Open Space and Mountain Parks Master Plan

Final Draft of OSMP Master Plan, with Minor Modifications, Recommended for City Council Acceptance by the Open Space Board of Trustees and Planning Board

To all those who love and protect Boulder’s open space system, thank you. The Open Space Board of Trustees and Planning Board have recommended that City Council accept the OSMP Master Plan with minor modifications. The Final Plan, including the minor modifications from OSBT, will be released on August 22 and considered by City Council on September 3. Members of the public can share final comments on the plan at the City Council meeting on September 3.

Following City Council’s final acceptance of plan content this fall, we will prepare an illustrative document to bring our shared vision to life, as well as staff work plans to make it real. 

Final Draft of OSMP Master Plan

The final draft of the OSMP Master Plan was recommended, with minor modifications, to City Council for acceptance by the OSBT on July 31, 2019 and by Planning Board on August 1, 2019.

To see community feedback that has informed the final draft of the plan visit our What We’ve Heard page.

First Draft of OSMP Master Plan

The first draft of the OSMP Master Plan reflected more than 10,000 public comments and input from thousands of community members.

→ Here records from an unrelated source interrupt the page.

//! Recording of per-timestep simulation activity.
//!
//! # File Format
//!
//! Activity is stored as CSV with one header row:
//!
//! ```text
//! time,condition,neuron_0,neuron_1,...,neuron_{n-1}
//! 0,rest,0,0,...,0
//! 0.0005,stimulus,1,0,...,0
//! ```
//!
//! Firing cells are `1` when the neuron spiked during that step and `0`
//! otherwise. Rows are appended while the simulation runs.

mod activity;

pub use activity::{
    ActivityRecord, ActivityRow, ActivityWriter, CONDITION_COLUMN, RecordError, TIME_COLUMN,
};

It was then revised with additional feedback we heard during the final engagement window.

To see community feedback that has informed the draft plan visit our What We’ve Heard page.

About the Master Plan

For nearly 120 years, generations of Boulder residents have created an innovative public land legacy in building the city’s 45,630-acre open space system. Help us to continue and improve on that proud legacy by creating an inclusive, community-based master plan to guide the management of our community’s open space over the next decade and beyond.

The Open Space and Mountain Parks (OSMP) Master Plan will shape the City of Boulder’s approach to future stewardship questions, such as: How to continue conservation of natural, cultural and scenic areas while also providing enjoyable visitor experiences, how to address population growth with increased visitation, and how the city will make its natural areas more resilient amid climate change.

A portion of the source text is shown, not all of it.